Former National Security Advisor John Bolton entered a not guilty plea on October 17, 2025, to all 18 federal charges during a 20-minute arraignment before a magistrate judge in U.S. District Court in Greenbelt, Maryland. The charges, under the Espionage Act, include eight counts of unlawful transmission of national defense information and ten counts of unlawful retention. Prosecutors allege Bolton used personal email to share over 1,000 pages of classified notes from his 2018-2019 tenure with two unauthorized relatives, and retained top-secret documents at his Maryland home. The indictment also notes classified information was exposed when his email was hacked, possibly by Iranian-linked operatives.

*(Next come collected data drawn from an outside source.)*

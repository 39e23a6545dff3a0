use std::env;
use std::path::PathBuf;
use std::sync::Arc;
use std::time::Duration;

use serde_json::json;
use snafu::{OptionExt, ResultExt, Snafu};
use tracing_subscriber::EnvFilter;

use parley_api::{AgentId, ErrorCause, Role};
use parley_mock::{ExchangeDriver, MockBackend};
use parley_session::{
    ConflictReason, ExchangeOutcome, ExchangeTicket, SendRequest, SessionController, SessionError,
    SessionSettings, SessionSnapshot, SettingsStore,
};

const AGENT: &str = "qa-agent";
const MODEL: &str = "qa-model";
const WAIT_LIMIT: Duration = Duration::from_secs(5);

#[derive(Debug, Clone)]
struct RunnerArgs {
    scenario: Scenario,
    /// Defaults to the per-user settings file.
    config: Option<PathBuf>,
}

#[derive(Debug, Clone, Copy)]
enum Scenario {
    StreamedReply,
    StopStream,
    ValidationApprove,
    ValidationConflict,
    RefreshFailure,
    IdleTimeout,
    All,
}

impl Scenario {
    fn parse(raw: &str) -> Option<Self> {
        match raw {
            "streamed_reply" => Some(Self::StreamedReply),
            "stop_stream" => Some(Self::StopStream),
            "validation_approve" => Some(Self::ValidationApprove),
            "validation_conflict" => Some(Self::ValidationConflict),
            "refresh_failure" => Some(Self::RefreshFailure),
            "idle_timeout" => Some(Self::IdleTimeout),
            "all" => Some(Self::All),
            _ => None,
        }
    }

    fn name(&self) -> &'static str {
        match self {
            Self::StreamedReply => "streamed_reply",
            Self::StopStream => "stop_stream",
            Self::ValidationApprove => "validation_approve",
            Self::ValidationConflict => "validation_conflict",
            Self::RefreshFailure => "refresh_failure",
            Self::IdleTimeout => "idle_timeout",
            Self::All => "all",
        }
    }
}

Bolton's attorney, Abbe Lowell, stated his client did not unlawfully share or store any information.
The investigation began during President Trump's first administration, focusing on Bolton's 2020 memoir, "The Room Where It Happened," which the Justice Department claimed contained classified material. A civil lawsuit sought to block publication, but a judge allowed it after revisions, though noting potential classified elements remained. In June 2021, under the Biden administration, the Justice Department dropped the criminal inquiry and lawsuit. The probe reopened in 2025 during President Trump's second term, prompted by intelligence from CIA Director John Ratcliffe to FBI Director Kash Patel. An FBI raid on Bolton's home and office in August 2025 seized electronics and documents. A grand jury indicted Bolton on October 16, 2025.
The case proceeds to pretrial phase, with discovery, potential motions to dismiss or suppress evidence, and a trial date to be set by Judge Theodore Chuang. Bolton remains free on personal recognizance.